== Aim of the task ==
Search each line below for "remove", then return the lines where it appears.
╭──
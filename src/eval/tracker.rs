//! Result cache and dependency tracking.
//!
//! The tracker remembers every value read during evaluation, the cells
//! currently being evaluated (to detect cycles) and which formulas read
//! which cells (to invalidate dependents when a cell is cleared).

use super::value::{CellValue, SheetArea};
use crate::common::error::{XlsError, XlsResult};
use log::trace;
use std::collections::{HashMap, HashSet};

#[derive(Debug, Clone, Copy, PartialEq, Eq, Hash)]
pub(crate) struct CellKey {
    pub sheet: usize,
    pub row: u32,
    pub col: u16,
}

impl CellKey {
    pub fn new(sheet: usize, row: u32, col: u16) -> Self {
        Self { sheet, row, col }
    }
}

#[derive(Debug, Default)]
pub(crate) struct EvaluationTracker {
    cache: HashMap<CellKey, CellValue>,
    stack: Vec<CellKey>,
    on_stack: HashSet<CellKey>,
    dependents: HashMap<CellKey, HashSet<CellKey>>,
    area_dependents: HashMap<SheetArea, HashSet<CellKey>>,
}

impl EvaluationTracker {
    pub fn cached(&self, key: &CellKey) -> Option<&CellValue> {
        self.cache.get(key)
    }

    /// Enter the evaluation of a formula cell.
    pub fn start(&mut self, key: CellKey) -> XlsResult<()> {
        if !self.on_stack.insert(key) {
            return Err(XlsError::CircularReference {
                sheet: key.sheet,
                row: key.row,
                col: key.col,
            });
        }
        self.stack.push(key);
        Ok(())
    }

    /// Leave a formula cell and remember its result.
    pub fn finish(&mut self, key: CellKey, value: CellValue) {
        self.leave(key);
        self.cache.insert(key, value);
    }

    /// Leave a formula cell whose evaluation failed.
    pub fn abort(&mut self, key: CellKey) {
        self.leave(key);
    }

    fn leave(&mut self, key: CellKey) {
        if self.stack.last() == Some(&key) {
            self.stack.pop();
        }
        self.on_stack.remove(&key);
    }

    pub fn depth(&self) -> usize {
        self.stack.len()
    }

    /// Remember a plain cell value so later reads see the same value.
    pub fn cache_plain(&mut self, key: CellKey, value: CellValue) {
        self.cache.insert(key, value);
    }

    /// The formula being evaluated read `input`.
    pub fn record_dependency(&mut self, input: CellKey) {
        if let Some(&current) = self.stack.last() {
            self.dependents.entry(input).or_default().insert(current);
        }
    }

    /// The formula being evaluated read every cell of `area`.
    pub fn record_area_dependency(&mut self, area: SheetArea) {
        if let Some(&current) = self.stack.last() {
            self.area_dependents.entry(area).or_default().insert(current);
        }
    }

    pub fn clear_all(&mut self) {
        self.cache.clear();
        self.dependents.clear();
        self.area_dependents.clear();
    }

    /// Drop the cached value of `key` and of every formula that depends on
    /// it, directly or through other formulas.
    pub fn invalidate(&mut self, key: CellKey) {
        let mut pending = vec![key];
        let mut seen = HashSet::new();
        while let Some(next) = pending.pop() {
            if !seen.insert(next) {
                continue;
            }
            if self.cache.remove(&next).is_some() {
                trace!("invalidated {:?}", next);
            }
            if let Some(deps) = self.dependents.get(&next) {
                pending.extend(deps.iter().copied());
            }
            for (area, readers) in &self.area_dependents {
                if area.contains(next.sheet, next.row, next.col) {
                    pending.extend(readers.iter().copied());
                }
            }
        }
    }

    pub fn cached_count(&self) -> usize {
        self.cache.len()
    }

    /// Distinct areas read by cached formulas.
    #[cfg(test)]
    pub fn area_count(&self) -> usize {
        self.area_dependents.len()
    }
}
//! Token to formula text conversion.

use super::FormulaContext;
use super::error_code::ErrorCode;
use super::functions;
use super::ptg::{AreaReference, ArrayConstant, CellReference, ConstantValue, Ptg};
use crate::common::error::{XlsError, XlsResult};
use crate::common::number::number_to_text;

/// Render tokens back to formula text (without the leading `=`).
///
/// Relative references are rendered as stored: this function does not
/// know which cell holds the formula, so RefN/AreaN tokens render their
/// offsets as plain coordinates.
pub fn to_formula_string(tokens: &[Ptg], ctx: &dyn FormulaContext) -> XlsResult<String> {
    let mut stack: Vec<String> = Vec::with_capacity(tokens.len());
    for ptg in tokens {
        match ptg {
            Ptg::Attr(attr) => {
                if attr.is_sum() {
                    let arg = pop(&mut stack)?;
                    stack.push(format!("SUM({})", arg));
                }
            },
            Ptg::Exp { .. } | Ptg::Tbl { .. } => {
                return Err(XlsError::InvalidFormula(
                    "shared formula pointers have no text form".into(),
                ));
            },
            Ptg::MemArea { .. }
            | Ptg::MemErr { .. }
            | Ptg::MemNoMem { .. }
            | Ptg::MemFunc { .. } => {
                // Memory tokens only annotate the sub-expression that follows.
            },
            Ptg::Paren => {
                let inner = pop(&mut stack)?;
                stack.push(format!("({})", inner));
            },
            Ptg::UnaryPlus | Ptg::UnaryMinus => {
                let operand = pop(&mut stack)?;
                let sign = if matches!(ptg, Ptg::UnaryMinus) { "-" } else { "+" };
                stack.push(format!("{}{}", sign, operand));
            },
            Ptg::Percent => {
                let operand = pop(&mut stack)?;
                stack.push(format!("{}%", operand));
            },
            Ptg::Func { index, .. } => {
                let meta = functions::function_by_index(*index).ok_or_else(|| {
                    XlsError::InvalidFormula(format!("unknown function index {}", index))
                })?;
                let args = pop_n(&mut stack, meta.min_args as usize)?;
                stack.push(format!("{}({})", meta.name, args.join(",")));
            },
            Ptg::FuncVar {
                arg_count, index, ..
            } => {
                let count = (arg_count & 0x7F) as usize;
                let mut args = pop_n(&mut stack, count)?;
                let name = if index & 0x7FFF == functions::FUNCTION_INDEX_EXTERNAL {
                    // Add-in call: the first operand is the function name.
                    if args.is_empty() {
                        return Err(XlsError::InvalidFormula(
                            "external function call without a name operand".into(),
                        ));
                    }
                    args.remove(0)
                } else {
                    functions::function_by_index(index & 0x7FFF)
                        .map(|m| m.name.to_string())
                        .ok_or_else(|| {
                            XlsError::InvalidFormula(format!("unknown function index {}", index))
                        })?
                };
                stack.push(format!("{}({})", name, args.join(",")));
            },
            op if binary_operator(op).is_some() => {
                let right = pop(&mut stack)?;
                let left = pop(&mut stack)?;
                let symbol = binary_operator(op).unwrap_or_default();
                stack.push(format!("{}{}{}", left, symbol, right));
            },
            operand => stack.push(operand_text(operand, ctx)?),
        }
    }
    match (stack.pop(), stack.is_empty()) {
        (Some(text), true) => Ok(text),
        (None, _) => Ok(String::new()),
        (Some(_), false) => Err(XlsError::InvalidFormula(format!(
            "{} operands left on the stack",
            stack.len() + 1
        ))),
    }
}

fn pop(stack: &mut Vec<String>) -> XlsResult<String> {
    stack
        .pop()
        .ok_or_else(|| XlsError::InvalidFormula("operator without enough operands".into()))
}

fn pop_n(stack: &mut Vec<String>, count: usize) -> XlsResult<Vec<String>> {
    if stack.len() < count {
        return Err(XlsError::InvalidFormula(format!(
            "function needs {} operands, {} available",
            count,
            stack.len()
        )));
    }
    Ok(stack.split_off(stack.len() - count))
}

fn binary_operator(ptg: &Ptg) -> Option<&'static str> {
    Some(match ptg {
        Ptg::Add => "+",
        Ptg::Sub => "-",
        Ptg::Mul => "*",
        Ptg::Div => "/",
        Ptg::Power => "^",
        Ptg::Concat => "&",
        Ptg::Lt => "<",
        Ptg::Le => "<=",
        Ptg::Eq => "=",
        Ptg::Ge => ">=",
        Ptg::Gt => ">",
        Ptg::Ne => "<>",
        Ptg::Intersect => " ",
        Ptg::Union => ",",
        Ptg::Range => ":",
        _ => return None,
    })
}

fn operand_text(ptg: &Ptg, ctx: &dyn FormulaContext) -> XlsResult<String> {
    Ok(match ptg {
        Ptg::MissingArg => String::new(),
        Ptg::Str(s) => format!("\"{}\"", s.text().replace('"', "\"\"")),
        Ptg::Err(code) => ErrorCode::text_for_code(*code),
        Ptg::Bool(b) => (if *b { "TRUE" } else { "FALSE" }).to_string(),
        Ptg::Int(n) => n.to_string(),
        Ptg::Num(n) => number_to_text(*n),
        Ptg::Array { value, .. } => array_text(value),
        Ptg::Name { index, .. } => ctx
            .name_text(*index)
            .ok_or_else(|| XlsError::InvalidFormula(format!("unknown defined name {}", index)))?,
        Ptg::NameX {
            extern_sheet,
            name_index,
            ..
        } => ctx.name_x_text(*extern_sheet, *name_index).ok_or_else(|| {
            XlsError::InvalidFormula(format!(
                "unknown external name {} in extern sheet {}",
                name_index, extern_sheet
            ))
        })?,
        Ptg::Ref { cell, .. } | Ptg::RefN { cell, .. } => cell_text(cell),
        Ptg::Area { area, .. } | Ptg::AreaN { area, .. } => area_text(area),
        Ptg::Ref3d {
            extern_sheet, cell, ..
        } => format!("{}!{}", sheet_prefix(*extern_sheet, ctx)?, cell_text(cell)),
        Ptg::Area3d {
            extern_sheet, area, ..
        } => format!("{}!{}", sheet_prefix(*extern_sheet, ctx)?, area_text(area)),
        Ptg::RefErr { .. } | Ptg::AreaErr { .. } => ErrorCode::Ref.text().to_string(),
        Ptg::RefErr3d { extern_sheet, .. } | Ptg::AreaErr3d { extern_sheet, .. } => format!(
            "{}!{}",
            sheet_prefix(*extern_sheet, ctx)?,
            ErrorCode::Ref.text()
        ),
        other => {
            return Err(XlsError::InvalidFormula(format!(
                "token 0x{:02X} is not an operand",
                other.id()
            )));
        },
    })
}

/// Column letters for a zero-based column index.
pub fn column_letters(col: u16) -> String {
    let mut n = col as u32 + 1;
    let mut letters = Vec::with_capacity(3);
    while n > 0 {
        let rem = ((n - 1) % 26) as u8;
        letters.push((b'A' + rem) as char);
        n = (n - 1) / 26;
    }
    letters.iter().rev().collect()
}

fn cell_text(cell: &CellReference) -> String {
    format!(
        "{}{}{}{}",
        if cell.is_col_relative() { "" } else { "$" },
        column_letters(cell.col()),
        if cell.is_row_relative() { "" } else { "$" },
        cell.row() as u32 + 1
    )
}

fn area_text(area: &AreaReference) -> String {
    if area.is_whole_column() {
        let part = |c: &CellReference| {
            format!(
                "{}{}",
                if c.is_col_relative() { "" } else { "$" },
                column_letters(c.col())
            )
        };
        return format!("{}:{}", part(&area.first), part(&area.last));
    }
    format!("{}:{}", cell_text(&area.first), cell_text(&area.last))
}

fn sheet_prefix(extern_sheet: u16, ctx: &dyn FormulaContext) -> XlsResult<String> {
    let name = ctx.extern_sheet_name(extern_sheet).ok_or_else(|| {
        XlsError::InvalidFormula(format!("unknown extern sheet index {}", extern_sheet))
    })?;
    Ok(quote_sheet_name(&name))
}

/// Quote a sheet name when it is not a plain identifier.
pub fn quote_sheet_name(name: &str) -> String {
    let plain = !name.is_empty()
        && name
            .chars()
            .all(|c| c.is_alphanumeric() || c == '_' || c == '.')
        && !name.starts_with(|c: char| c.is_ascii_digit());
    if plain {
        name.to_string()
    } else {
        format!("'{}'", name.replace('\'', "''"))
    }
}

fn array_text(value: &ArrayConstant) -> String {
    let mut out = String::from("{");
    for row in 0..value.rows {
        if row > 0 {
            out.push(';');
        }
        for col in 0..value.cols {
            if col > 0 {
                out.push(',');
            }
            match value.value(row, col) {
                Some(ConstantValue::Number(n)) => out.push_str(&number_to_text(*n)),
                Some(ConstantValue::String(s)) => {
                    out.push('"');
                    out.push_str(&s.text().replace('"', "\"\""));
                    out.push('"');
                },
                Some(ConstantValue::Bool(b)) => out.push_str(if *b { "TRUE" } else { "FALSE" }),
                Some(ConstantValue::Error(e)) => out.push_str(&ErrorCode::text_for_code(*e)),
                Some(ConstantValue::Empty) | None => {},
            }
        }
    }
    out.push('}');
    out
}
╰──
== Result for this exercise ==
        self.on_stack.remove(&key);
            if self.cache.remove(&next).is_some() {
                    args.remove(0)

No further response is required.